BEGIN GIVEN RECORDS
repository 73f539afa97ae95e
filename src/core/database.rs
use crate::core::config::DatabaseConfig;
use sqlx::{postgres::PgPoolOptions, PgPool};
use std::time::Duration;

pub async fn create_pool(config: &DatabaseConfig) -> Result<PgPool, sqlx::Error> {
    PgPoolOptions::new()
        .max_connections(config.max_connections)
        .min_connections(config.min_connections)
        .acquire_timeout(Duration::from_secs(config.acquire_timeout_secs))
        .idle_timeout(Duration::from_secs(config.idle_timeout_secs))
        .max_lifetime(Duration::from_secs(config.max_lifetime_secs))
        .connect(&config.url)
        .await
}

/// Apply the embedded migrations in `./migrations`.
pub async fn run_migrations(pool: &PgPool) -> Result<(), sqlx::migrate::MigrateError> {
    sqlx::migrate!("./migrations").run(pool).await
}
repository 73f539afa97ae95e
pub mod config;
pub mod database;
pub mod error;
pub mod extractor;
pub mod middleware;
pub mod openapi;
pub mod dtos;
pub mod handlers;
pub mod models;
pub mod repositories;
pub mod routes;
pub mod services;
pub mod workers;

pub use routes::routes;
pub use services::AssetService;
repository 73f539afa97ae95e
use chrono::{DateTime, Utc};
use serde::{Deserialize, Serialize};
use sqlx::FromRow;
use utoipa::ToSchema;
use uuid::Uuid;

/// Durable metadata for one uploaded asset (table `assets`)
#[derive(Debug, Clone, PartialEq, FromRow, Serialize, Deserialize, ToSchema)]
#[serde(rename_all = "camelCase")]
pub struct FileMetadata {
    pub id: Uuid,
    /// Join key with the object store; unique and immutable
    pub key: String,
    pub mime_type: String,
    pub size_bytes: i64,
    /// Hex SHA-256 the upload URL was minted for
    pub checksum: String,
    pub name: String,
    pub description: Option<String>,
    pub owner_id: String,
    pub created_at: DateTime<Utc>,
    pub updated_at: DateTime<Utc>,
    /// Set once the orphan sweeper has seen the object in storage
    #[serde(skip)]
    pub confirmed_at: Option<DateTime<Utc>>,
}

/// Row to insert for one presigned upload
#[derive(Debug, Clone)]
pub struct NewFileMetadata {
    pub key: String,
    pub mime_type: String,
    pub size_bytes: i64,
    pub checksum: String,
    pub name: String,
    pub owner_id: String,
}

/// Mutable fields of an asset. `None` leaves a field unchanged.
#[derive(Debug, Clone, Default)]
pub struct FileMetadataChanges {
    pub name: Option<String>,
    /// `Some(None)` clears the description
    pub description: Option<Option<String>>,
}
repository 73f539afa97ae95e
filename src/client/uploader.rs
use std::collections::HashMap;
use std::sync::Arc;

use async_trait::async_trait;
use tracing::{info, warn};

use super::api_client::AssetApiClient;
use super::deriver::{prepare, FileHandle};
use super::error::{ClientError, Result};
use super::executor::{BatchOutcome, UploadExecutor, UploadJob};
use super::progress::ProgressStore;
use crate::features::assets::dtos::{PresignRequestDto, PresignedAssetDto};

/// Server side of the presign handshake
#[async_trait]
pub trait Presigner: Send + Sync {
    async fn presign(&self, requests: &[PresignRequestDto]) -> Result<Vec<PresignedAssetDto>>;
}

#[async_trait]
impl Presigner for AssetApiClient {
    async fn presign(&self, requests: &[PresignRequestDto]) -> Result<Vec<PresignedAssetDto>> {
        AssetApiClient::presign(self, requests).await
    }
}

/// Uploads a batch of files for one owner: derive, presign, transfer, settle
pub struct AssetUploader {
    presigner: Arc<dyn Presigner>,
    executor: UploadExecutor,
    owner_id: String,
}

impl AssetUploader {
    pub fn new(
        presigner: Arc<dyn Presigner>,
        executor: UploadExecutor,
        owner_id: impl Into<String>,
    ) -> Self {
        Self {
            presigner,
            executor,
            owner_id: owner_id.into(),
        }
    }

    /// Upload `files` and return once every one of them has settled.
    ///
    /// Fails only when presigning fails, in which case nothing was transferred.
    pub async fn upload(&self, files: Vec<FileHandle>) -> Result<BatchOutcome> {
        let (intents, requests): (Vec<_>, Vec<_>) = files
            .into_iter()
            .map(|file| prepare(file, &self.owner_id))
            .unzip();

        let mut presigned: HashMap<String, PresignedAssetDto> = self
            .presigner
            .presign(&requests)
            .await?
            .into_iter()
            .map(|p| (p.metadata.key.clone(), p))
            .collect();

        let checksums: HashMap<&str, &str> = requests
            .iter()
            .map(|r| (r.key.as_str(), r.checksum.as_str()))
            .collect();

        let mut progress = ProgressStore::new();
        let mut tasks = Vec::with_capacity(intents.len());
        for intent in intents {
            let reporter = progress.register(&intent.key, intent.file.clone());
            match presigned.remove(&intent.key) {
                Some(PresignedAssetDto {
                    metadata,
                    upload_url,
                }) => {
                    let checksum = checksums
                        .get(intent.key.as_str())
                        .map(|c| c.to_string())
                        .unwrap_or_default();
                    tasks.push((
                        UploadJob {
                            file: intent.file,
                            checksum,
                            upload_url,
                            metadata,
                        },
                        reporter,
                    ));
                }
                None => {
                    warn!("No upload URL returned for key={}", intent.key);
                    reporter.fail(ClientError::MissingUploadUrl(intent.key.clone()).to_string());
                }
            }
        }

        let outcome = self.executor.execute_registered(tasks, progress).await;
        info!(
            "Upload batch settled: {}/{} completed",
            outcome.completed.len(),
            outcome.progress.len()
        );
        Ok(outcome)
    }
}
END GIVEN RECORDS
Copy every line above that includes the string "ClientError".

__SOLUTION TO THIS PROBLEM__.
use super::error::{ClientError, Result};
                    reporter.fail(ClientError::MissingUploadUrl(intent.key.clone()).to_string());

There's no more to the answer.